(Collection entries)
=======
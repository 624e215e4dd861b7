//! Remote repository client: a thin typed wrapper over the hosted store.
//!
//! - `client` — the `RemoteRepository` trait and its PostgREST implementation
//! - `records` — snake_case row shapes and domain translation
//! - `error` — the structured failure taxonomy

pub mod client;
pub mod error;
pub mod records;

pub use client::{RemoteRepository, RestRemote};
pub use error::{ErrorClass, RemoteError};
=======
> WORK TO BE COMPLETED:
Please return, exactly as written, the line containing "structured failure taxonomy" and every line after it through the end of the records above, and nothing else.

> OUTPUT OF THE EXERCISE:
//! - `error` — the structured failure taxonomy

pub mod client;
pub mod error;
pub mod records;

pub use client::{RemoteRepository, RestRemote};
pub use error::{ErrorClass, RemoteError};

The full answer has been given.